Alors que les groupes de pop-rock psyché continuent de fleurir un peu partout, l’utilisation excessive du phaser et des voix pitchées font malheureusement converger la majorité de ces projets dans un même panier quelque peu mainstream. Allant à l’encontre du manque d’inspiration grandissant dans le secteur, Cairobi propose quelque chose de nouveau, coloré par son caractère cosmopolite.

Ici et surtout ailleurs

Si c’est à Londres que l’histoire de Cairobi commence au courant de l’année 2008, il serait réducteur de limiter la provenance du groupe à la seule capitale mondiale de l’indie. Car c’est sur les bancs de l’université de Rome que s’effectue la première rencontre entre Giorgio Poti, futur chanteur, et Alessandro Marrosu, bassiste. Leurs influences musicales les rapprochent rapidement, avec d’un côté une attirance pour les sonorités africaines et latines, et de l’autre la musique expérimentale de Can, Lee Scratch Perry ou encore The Flaming Lips.

Un troisième membre se greffe au duo italien après une rencontre entre Gorgio et le mexicain Salvador Garza à Londres. Il ajoute son bagage sud-américain en devenant le claviériste du groupe, qui prend alors le nom de Vadoinmessico.
 En vue de compléter leur formation, le trio recrute Aurélien Bernard, un batteur français qui instigue le changement vers Cairobi – un son plus électrique et puissant, et surtout un nom plus prononçable.

Tout réunir dans quatre chansons

Avec ses origines variées, le groupe se retrouve face à certaines difficultés, la première étant la barrière de la langue.
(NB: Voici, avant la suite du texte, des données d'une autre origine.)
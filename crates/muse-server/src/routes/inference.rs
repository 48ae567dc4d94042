//! `POST /api/v1/inference` and `POST /api/v1/batch-inference`.

use std::time::Instant;

use axum::Json;
use axum::extract::{Multipart, State};
use muse_classifier::PredictionResult;
use serde::Serialize;
use tracing::{info, warn};

use crate::error::ApiError;
use crate::metrics;
use crate::server::AppState;
use crate::upload::{self, UploadError, UploadedFile};

const SINGLE: &str = "inference";
const BATCH: &str = "batch_inference";

/// Successful single-file response.
#[derive(Debug, Serialize)]
pub struct InferenceResponse {
    /// Always `"success"`.
    pub status: &'static str,
    /// Uploaded filename.
    pub filename: String,
    /// Upload size in bytes.
    pub file_size: usize,
    /// Model output.
    pub results: PredictionResult,
}

/// One entry of a batch response.
#[derive(Debug, Serialize)]
pub struct BatchItem {
    /// Uploaded filename, empty if the client sent none.
    pub filename: String,
    /// `"success"` or `"error"`.
    pub status: &'static str,
    /// Model output on success.
    #[serde(skip_serializing_if = "Option::is_none")]
    pub results: Option<PredictionResult>,
    /// Failure reason otherwise.
    #[serde(skip_serializing_if = "Option::is_none")]
    pub error: Option<String>,
}

impl BatchItem {
    fn success(filename: String, results: PredictionResult) -> Self {
        Self {
            filename,
            status: "success",
            results: Some(results),
            error: None,
        }
    }

    fn failure(filename: String, error: String) -> Self {
        Self {
            filename,
            status: "error",
            results: None,
            error: Some(error),
        }
    }
}

/// Batch response.
#[derive(Debug, Serialize)]
pub struct BatchResponse {
    /// Always `"success"`; per-file outcomes live in `results`.
    pub status: &'static str,
    /// Number of files received.
    pub batch_size: usize,
    /// Per-file outcomes in upload order.
    pub results: Vec<BatchItem>,
}

/// Classify a single uploaded file from field `file`.
pub async fn single(
    State(state): State<AppState>,
    multipart: Multipart,
) -> Result<Json<InferenceResponse>, ApiError> {
    metrics::record_request(SINGLE);
    match classify_single(&state, multipart).await {
        Ok(resp) => Ok(Json(resp)),
        Err(e) => {
            metrics::record_error(SINGLE, e.kind());
            warn!(status = e.status.as_u16(), error = %e.message, "inference request failed");
            Err(e)
        }
    }
}

async fn classify_single(state: &AppState, mut multipart: Multipart) -> Result<InferenceResponse, ApiError> {
    if !state.manager.is_ready() {
        return Err(ApiError::not_ready());
    }

    let upload_settings = &state.settings.upload;
    let mut file = None;
    while let Some(field) = multipart
        .next_field()
        .await
        .map_err(|e| ApiError::from_multipart(&e))?
    {
        if field.name() != Some("file") {
            continue;
        }
        file = Some(
            upload::read_file(field, upload_settings)
                .await
                .map_err(UploadError::into_api_error)?,
        );
        break;
    }
    let file = file.ok_or_else(upload::no_file)?;

    let file_size = file.bytes.len();
    let results = predict(state, SINGLE, file.bytes, &file.extension)
        .await
        .map_err(|e| ApiError::from_prediction(&e))?;
    info!(
        filename = %file.filename,
        file_size,
        top = results.predictions.first().map_or("", |p| p.label.as_str()),
        "classified upload"
    );

    Ok(InferenceResponse {
        status: "success",
        filename: file.filename,
        file_size,
        results,
    })
}

/// Classify every file in field `files`, reporting each outcome separately.
pub async fn batch(
    State(state): State<AppState>,
    multipart: Multipart,
) -> Result<Json<BatchResponse>, ApiError> {
    metrics::record_request(BATCH);
    match classify_batch(&state, multipart).await {
        Ok(resp) => Ok(Json(resp)),
        Err(e) => {
            metrics::record_error(BATCH, e.kind());
            warn!(status = e.status.as_u16(), error = %e.message, "batch request failed");
            Err(e)
        }
    }
}

async fn classify_batch(state: &AppState, mut multipart: Multipart) -> Result<BatchResponse, ApiError> {
    if !state.manager.is_ready() {
        return Err(ApiError::not_ready());
    }

    let upload_settings = &state.settings.upload;
    let max_files = upload_settings.max_batch_files;
    let mut received: Vec<Result<UploadedFile, (String, ApiError)>> = Vec::new();
    while let Some(field) = multipart
        .next_field()
        .await
        .map_err(|e| ApiError::from_multipart(&e))?
    {
        if field.name() != Some("files") {
            continue;
        }
        if received.len() == max_files {
            return Err(ApiError::bad_request(format!(
                "Maximum {max_files} files per batch"
            )));
        }
        let filename = field.file_name().unwrap_or_default().to_string();
        match upload::read_file(field, upload_settings).await {
            Ok(file) => received.push(Ok(file)),
            Err(UploadError::Rejected(e)) => received.push(Err((filename, e))),
            Err(UploadError::Stream(e)) => return Err(e),
        }
    }
    if received.is_empty() {
        return Err(upload::no_file());
    }

    let batch_size = received.len();
    let mut results = Vec::with_capacity(batch_size);
    for entry in received {
        let item = match entry {
            Ok(file) => match predict(state, BATCH, file.bytes, &file.extension).await {
                Ok(prediction) => BatchItem::success(file.filename, prediction),
                Err(e) => {
                    metrics::record_error(BATCH, "processing");
                    warn!(filename = %file.filename, error = %e, "batch item failed");
                    BatchItem::failure(file.filename, e.to_string())
                }
            },
            Err((filename, e)) => {
                metrics::record_error(BATCH, e.kind());
                BatchItem::failure(filename, e.message)
            }
        };
        results.push(item);
    }

    let succeeded = results.iter().filter(|r| r.status == "success").count();
    info!(batch_size, succeeded, "classified batch");

    Ok(BatchResponse {
        status: "success",
        batch_size,
        results,
    })
}

async fn predict(
    state: &AppState,
    endpoint: &'static str,
    bytes: Vec<u8>,
    extension: &str,
) -> muse_classifier::Result<PredictionResult> {
    metrics::record_upload(bytes.len());
    let started = Instant::now();
    let result = state.manager.predict(bytes, Some(extension)).await;
    metrics::record_duration(endpoint, started.elapsed());
    result
}
//! Configuration parameters for live key analysis

use crate::error::AnalysisError;
use serde::{Deserialize, Serialize};
use std::time::Duration;

/// Relative weights of the four confidence factors
///
/// Weights must be non-negative and sum to 1.0.
#[derive(Debug, Clone, Copy, PartialEq, Serialize, Deserialize)]
#[serde(default)]
pub struct ConfidenceWeights {
    /// Weight of note diversity (default: 0.25)
    pub diversity: f32,

    /// Weight of the in-key observation ratio (default: 0.40)
    pub key_match: f32,

    /// Weight of tonic repetition (default: 0.20)
    pub repetition: f32,

    /// Weight of elapsed analysis time (default: 0.15)
    pub time: f32,
}

impl Default for ConfidenceWeights {
    fn default() -> Self {
        Self {
            diversity: 0.25,
            key_match: 0.40,
            repetition: 0.20,
            time: 0.15,
        }
    }
}

impl ConfidenceWeights {
    /// Sum of all four weights
    pub fn sum(&self) -> f32 {
        self.diversity + self.key_match + self.repetition + self.time
    }
}

/// Analysis configuration parameters
#[derive(Debug, Clone, PartialEq, Serialize, Deserialize)]
#[serde(default)]
pub struct AnalysisConfig {
    // Pitch detection
    /// Expected capture frame length in samples (default: 2048)
    pub frame_size: usize,

    /// Frames with RMS below this level carry no pitch (default: 0.01)
    pub min_rms: f32,

    /// Minimum autocorrelation value accepted for a period peak (default: 0.01)
    pub min_correlation: f32,

    /// Reference frequency of A4 in Hz (default: 440.0)
    pub reference_frequency: f32,

    // Scheduling
    /// Rolling pitch history length in milliseconds (default: 40000)
    ///
    /// Also the elapsed time at which the time confidence factor saturates.
    pub window_ms: u64,

    /// Period of the detection driver in milliseconds (default: 3000)
    pub detection_interval_ms: u64,

    /// Rate of the frame driver in frames per second (default: 60.0)
    pub frame_rate_hz: f32,

    // Key estimation
    /// Minimum number of buffered pitches before a key is estimated (default: 10)
    pub min_samples: usize,

    /// Minimum distinct pitch classes before analysis starts (default: 5)
    pub min_unique_notes: usize,

    // Stability
    /// Confidence a candidate must reach to count towards stability (default: 0.8)
    pub confidence_threshold: f32,

    /// How long a candidate must persist before it locks, in milliseconds (default: 1500)
    pub stability_ms: u64,

    /// Confidence factor weights
    pub weights: ConfidenceWeights,
}

impl Default for AnalysisConfig {
    fn default() -> Self {
        Self {
            frame_size: 2048,
            min_rms: 0.01,
            min_correlation: 0.01,
            reference_frequency: 440.0,
            window_ms: 40_000,
            detection_interval_ms: 3_000,
            frame_rate_hz: 60.0,
            min_samples: 10,
            min_unique_notes: 5,
            confidence_threshold: 0.8,
            stability_ms: 1_500,
            weights: ConfidenceWeights::default(),
        }
    }
}

impl AnalysisConfig {
    /// Rolling window length
    pub fn window(&self) -> Duration {
        Duration::from_millis(self.window_ms)
    }

    /// Detection driver period
    pub fn detection_interval(&self) -> Duration {
        Duration::from_millis(self.detection_interval_ms)
    }

    /// Frame driver period, derived from `frame_rate_hz`
    pub fn frame_interval(&self) -> Duration {
        Duration::from_secs_f64(1.0 / self.frame_rate_hz as f64)
    }

    /// Minimum persistence of a candidate before it locks
    pub fn stability(&self) -> Duration {
        Duration::from_millis(self.stability_ms)
    }

    /// Check every parameter for a usable value
    ///
    /// # Errors
    ///
    /// Returns `AnalysisError::InvalidConfig` naming the first offending field.
    pub fn validate(&self) -> Result<(), AnalysisError> {
        if self.frame_size < 3 {
            return Err(AnalysisError::InvalidConfig(format!(
                "frame_size must be at least 3, got {}",
                self.frame_size
            )));
        }
        if self.min_rms.is_nan() || self.min_rms < 0.0 {
            return Err(AnalysisError::InvalidConfig(format!(
                "min_rms must be non-negative, got {}",
                self.min_rms
            )));
        }
        if self.min_correlation.is_nan() || self.min_correlation < 0.0 {
            return Err(AnalysisError::InvalidConfig(format!(
                "min_correlation must be non-negative, got {}",
                self.min_correlation
            )));
        }
        if !(self.reference_frequency > 0.0 && self.reference_frequency.is_finite()) {
            return Err(AnalysisError::InvalidConfig(format!(
                "reference_frequency must be positive, got {}",
                self.reference_frequency
            )));
        }
        if self.window_ms == 0 {
            return Err(AnalysisError::InvalidConfig(
                "window_ms must be positive".to_string(),
            ));
        }
        if self.detection_interval_ms == 0 {
            return Err(AnalysisError::InvalidConfig(
                "detection_interval_ms must be positive".to_string(),
            ));
        }
        if !(self.frame_rate_hz > 0.0 && self.frame_rate_hz.is_finite()) {
            return Err(AnalysisError::InvalidConfig(format!(
                "frame_rate_hz must be positive, got {}",
                self.frame_rate_hz
            )));
        }
        if self.min_unique_notes > 12 {
            return Err(AnalysisError::InvalidConfig(format!(
                "min_unique_notes cannot exceed 12, got {}",
                self.min_unique_notes
            )));
        }
        if !(0.0..=1.0).contains(&self.confidence_threshold) {
            return Err(AnalysisError::InvalidConfig(format!(
                "confidence_threshold must be in [0, 1], got {}",
                self.confidence_threshold
            )));
        }

        let w = &self.weights;
        if [w.diversity, w.key_match, w.repetition, w.time]
            .iter()
            .any(|&x| x.is_nan() || x < 0.0)
        {
            return Err(AnalysisError::InvalidConfig(
                "confidence weights must be non-negative".to_string(),
            ));
        }
        if (w.sum() - 1.0).abs() > 1e-3 {
            return Err(AnalysisError::InvalidConfig(format!(
                "confidence weights must sum to 1.0, got {:.4}",
                w.sum()
            )));
        }

        Ok(())
    }
}

#[cfg(test)]
mod tests {
    use super::*;

    #[test]
    fn test_default_config_is_valid() {
        let config = AnalysisConfig::default();
        assert!(config.validate().is_ok());
        assert_eq!(config.window(), Duration::from_secs(40));
        assert_eq!(config.detection_interval(), Duration::from_secs(3));
        assert_eq!(config.stability(), Duration::from_millis(1500));
        assert!((config.weights.sum() - 1.0).abs() < 1e-6);
    }

    #[test]
    fn test_frame_interval_from_rate() {
        let config = AnalysisConfig {
            frame_rate_hz: 50.0,
            ..AnalysisConfig::default()
        };
        assert_eq!(config.frame_interval(), Duration::from_millis(20));
    }

    #[test]
    fn test_rejects_unbalanced_weights() {
        let config = AnalysisConfig {
            weights: ConfidenceWeights {
                key_match: 0.8,
                ..ConfidenceWeights::default()
            },
            ..AnalysisConfig::default()
        };
        let err = config.validate().unwrap_err();
        assert!(matches!(err, AnalysisError::InvalidConfig(_)));
        assert!(err.to_string().contains("sum to 1.0"), "unexpected message: {}", err);
    }

    #[test]
    fn test_rejects_out_of_range_values() {
        let bad = [
            AnalysisConfig { frame_size: 2, ..AnalysisConfig::default() },
            AnalysisConfig { reference_frequency: 0.0, ..AnalysisConfig::default() },
            AnalysisConfig { window_ms: 0, ..AnalysisConfig::default() },
            AnalysisConfig { frame_rate_hz: f32::NAN, ..AnalysisConfig::default() },
            AnalysisConfig { min_unique_notes: 13, ..AnalysisConfig::default() },
            AnalysisConfig { confidence_threshold: 1.5, ..AnalysisConfig::default() },
            AnalysisConfig { min_rms: -1.0, ..AnalysisConfig::default() },
        ];
        for config in bad {
            assert!(config.validate().is_err(), "should reject {:?}", config);
        }
    }

    #[test]
    fn test_json_roundtrip_and_partial_documents() {
        let config = AnalysisConfig::default();
        let json = serde_json::to_string(&config).unwrap();
        let parsed: AnalysisConfig = serde_json::from_str(&json).unwrap();
        assert_eq!(parsed, config);

        // Missing fields fall back to defaults
        let partial: AnalysisConfig =
            serde_json::from_str(r#"{ "confidence_threshold": 0.7, "weights": { "time": 0.15 } }"#)
                .unwrap();
        assert_eq!(partial.confidence_threshold, 0.7);
        assert_eq!(partial.window_ms, 40_000);
        assert_eq!(partial.weights, ConfidenceWeights::default());
    }
}
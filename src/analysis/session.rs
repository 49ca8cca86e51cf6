//! Per-session analysis state

use super::confidence::ConfidenceBreakdown;
use super::stability::{AnalysisState, StabilityTracker};
use crate::config::AnalysisConfig;
use crate::features::pitch::NoteMapper;
use crate::io::RollingPitchBuffer;
use crate::theory::KeyCandidate;
use serde::{Deserialize, Serialize};
use std::time::Instant;

/// Mutable state of one capture session
///
/// Created by [`AnalysisController::start`](super::AnalysisController::start)
/// and discarded on stop; nothing carries over between sessions.
#[derive(Debug, Clone)]
pub struct Session {
    pub(crate) buffer: RollingPitchBuffer,
    pub(crate) tracker: StabilityTracker,
    pub(crate) started_at: Instant,
    pub(crate) sample_rate: u32,
    pub(crate) device: Option<String>,
    pub(crate) latest: Option<(KeyCandidate, ConfidenceBreakdown)>,
}

impl Session {
    pub(crate) fn new(
        config: &AnalysisConfig,
        mapper: NoteMapper,
        sample_rate: u32,
        device: Option<String>,
        now: Instant,
    ) -> Self {
        Self {
            buffer: RollingPitchBuffer::new(config.window(), mapper),
            tracker: StabilityTracker::from_config(config),
            started_at: now,
            sample_rate,
            device,
            latest: None,
        }
    }

    /// Rolling pitch history
    pub fn buffer(&self) -> &RollingPitchBuffer {
        &self.buffer
    }

    /// Stability state machine
    pub fn tracker(&self) -> &StabilityTracker {
        &self.tracker
    }

    /// Current analysis state
    pub fn state(&self) -> AnalysisState {
        self.tracker.state()
    }

    /// Instant the session started; the time confidence factor counts from here
    pub fn started_at(&self) -> Instant {
        self.started_at
    }

    /// Capture sample rate in Hz
    pub fn sample_rate(&self) -> u32 {
        self.sample_rate
    }

    /// Opaque capture device label
    pub fn device(&self) -> Option<&str> {
        self.device.as_deref()
    }

    /// Most recent estimate and its confidence
    pub fn latest_estimate(&self) -> Option<(KeyCandidate, ConfidenceBreakdown)> {
        self.latest
    }

    /// Locked key, once the session has locked
    pub fn locked_key(&self) -> Option<KeyCandidate> {
        self.tracker.locked_key().map(|(key, _)| key)
    }

    /// Point-in-time summary for display layers
    pub fn snapshot(&self) -> AnalysisSnapshot {
        AnalysisSnapshot {
            state: self.state(),
            latest_estimate: self.latest.map(|(key, _)| key),
            latest_confidence: self.latest.map(|(_, confidence)| confidence),
            locked_key: self.locked_key(),
            buffered_samples: self.buffer.len(),
            unique_notes: self.buffer.unique_note_count(),
            sample_rate: self.sample_rate,
            device: self.device.clone(),
        }
    }
}

/// Serializable summary of a session
#[derive(Debug, Clone, PartialEq, Serialize, Deserialize)]
pub struct AnalysisSnapshot {
    /// Analysis state
    pub state: AnalysisState,

    /// Most recently estimated key
    pub latest_estimate: Option<KeyCandidate>,

    /// Confidence breakdown of the latest estimate
    pub latest_confidence: Option<ConfidenceBreakdown>,

    /// Locked key
    pub locked_key: Option<KeyCandidate>,

    /// Pitch samples currently buffered (evicted lazily on detection ticks)
    pub buffered_samples: usize,

    /// Distinct pitch classes among buffered samples
    pub unique_notes: usize,

    /// Capture sample rate in Hz
    pub sample_rate: u32,

    /// Opaque capture device label
    pub device: Option<String>,
}
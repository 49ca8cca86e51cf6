//! Example: Analyze a WAV file as if it were played live
//!
//! Usage: cargo run --example analyze_file -- <path.wav>
//!
//! Prints every key event as one JSON line, then the final session summary.

use keylock::preprocessing::{downmix_interleaved, ChannelMixMode};
use keylock::{AnalysisConfig, AnalysisController, AnalysisEvent, SampleBuffer};
use std::time::Instant;

/// Load a WAV file as mono samples
fn load_wav(path: &str) -> Result<(Vec<f32>, u32), Box<dyn std::error::Error>> {
    let mut reader = hound::WavReader::open(path)?;
    let spec = reader.spec();

    let samples: Vec<f32> = match spec.sample_format {
        hound::SampleFormat::Float => reader.samples::<f32>().collect::<Result<Vec<_>, _>>()?,
        hound::SampleFormat::Int => {
            let max_value = (1i64 << (spec.bits_per_sample - 1)) as f32;
            reader
                .samples::<i32>()
                .map(|s| s.map(|s| s as f32 / max_value))
                .collect::<Result<Vec<_>, _>>()?
        }
    };

    let mono = downmix_interleaved(&samples, spec.channels as usize, ChannelMixMode::Mono)?;
    Ok((mono, spec.sample_rate))
}

fn main() -> Result<(), Box<dyn std::error::Error>> {
    // Initialize logger
    env_logger::init();

    let path = std::env::args()
        .nth(1)
        .ok_or("usage: analyze_file <path.wav>")?;
    let (samples, sample_rate) = load_wav(&path)?;
    println!(
        "Loaded {}: {:.1} s at {} Hz",
        path,
        samples.len() as f32 / sample_rate as f32,
        sample_rate
    );

    let config = AnalysisConfig::default();
    let hop = ((sample_rate as f32 / config.frame_rate_hz).round() as usize).max(1);
    let mut source = SampleBuffer::new(sample_rate, config.frame_size, hop)?;
    source.push(&samples);

    let mut controller = AnalysisController::new(config)?;
    let mut events: Vec<AnalysisEvent> = Vec::new();
    controller.analyze_source(source, Some(path.clone()), Instant::now(), &mut events)?;

    for event in events
        .iter()
        .filter(|e| !matches!(e, AnalysisEvent::Pitch(_)))
    {
        println!("{}", serde_json::to_string(event)?);
    }

    if let Some(snapshot) = controller.snapshot() {
        println!("Analysis Results:");
        println!("  State: {}", snapshot.state);
        match (snapshot.locked_key, snapshot.latest_estimate) {
            (Some(key), _) => println!("  Locked key: {}", key.display_name()),
            (None, Some(key)) => println!("  Latest estimate (not locked): {}", key.display_name()),
            (None, None) => println!("  No key estimated"),
        }
        if let Some(confidence) = snapshot.latest_confidence {
            println!(
                "  Confidence: {}% (diversity {:.2}, key match {:.2}, repetition {:.2}, time {:.2})",
                confidence.percent(),
                confidence.diversity,
                confidence.key_match,
                confidence.repetition,
                confidence.time
            );
        }
        println!(
            "  Buffered pitches: {} ({} distinct notes)",
            snapshot.buffered_samples, snapshot.unique_notes
        );
    }

    Ok(())
}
Résolue par le langage de la musique, c’est en jouant qu’ils parviennent dans les premiers temps à se comprendre. Vient ensuite le challenge d’intégrer tous leurs univers dans un enregistrement homogène. Celui-ci prendra la forme d’un EP quatre titres nommé « Distant Fire », sorti en 2014.

Cette autoproduction est marquée par son caractère apatride : écrit à Berlin, l’EP est enregistré entre Rome, Londres et New-York, par deux Italiens, un français et un mexicain. De quoi nous rappeler au bon souvenir de Gong. La bonne réception du disque par la critique se traduira par une tournée des festivals en 2015, leur permettant de se faire connaître sur les scènes européennes et même américaines, ce après avoir écumé tout ce que Londres peut compter de pubs. Avec un disque riche en couleurs respirant une pop/rock dynamique, chaleureuse, le groupe touche un public large tout en conservant leur univers cosmopolite d’expatriés musicaux.

Des os, des fantômes et une voiture

Cette nouvelle année marque un point de départ important pour Cairobi. Avec la sortie de leur premier album, les londoniens entendent bien confirmer leur statut de groupe « World Music 2.0 », et conquérir les oreilles d’une audience plus large encore. Un total de dix chansons est au programme de l’album, qui porte le nom du groupe et s’illustre de quatre crapauds aux yeux rouges. L’ambiance est vite posée.

L’ouverture se déroule en douceur avec « Habitat », introduction instrumentale laissant rapidement place à une rythmique basse-batterie bien rodée. « Gristly Words », littéralement « mots de cartilage » comporte tous les ingrédients magiques du groupe, à savoir une trame basse-batterie entraînante, avec quelques sonorités latines et des riffs de guitare qui s’envolent, accompagnant la voix de Giorgio Poti dans un voyage coloré.

À défaut d’être aussi un modèle de Volkswagen, « Lupo » est le quatrième morceau de l’album, écrit en 2009 par Giorgio alors qu’il pensait aux sorties en voiture avec sa petite amie. 
C’est aussi le morceau le plus long de l’album, sa structure retravaillée nous offrant deux visions : d’un côté un groove exotique très rythmé, et d’un autre l’aspect aérien du refrain emplissant le spectre audio de vagues d’innocence.
 Dans un registre plus sombre, « From Some Other Planet’s Sky » nous propose une balade galactique et complète l’album avec ses solos de guitare droits sortis d’une caverne. « No Better Ending » dépose une mélodie envoutante et légère pour conclure ces 35 minutes de voyage intercontinental.

Difficile donc de ne pas être enthousiaste après l’écoute du premier album de Cairobi, son message rempli de fraîcheur lui apportant un avantage certain sur un grand nombre des sorties de ce style. Il ne fait pas de doute que les influences diverses du groupe et la richesse de leur métissage soient la clef d’une telle réussite.
 Même si l’on peut reconnaître quelques signes de facilité pointant la jeunesse du projet, on peut les imaginer rapidement compléter leur discographie pour s’installer au sein de la sphère indie-influence world.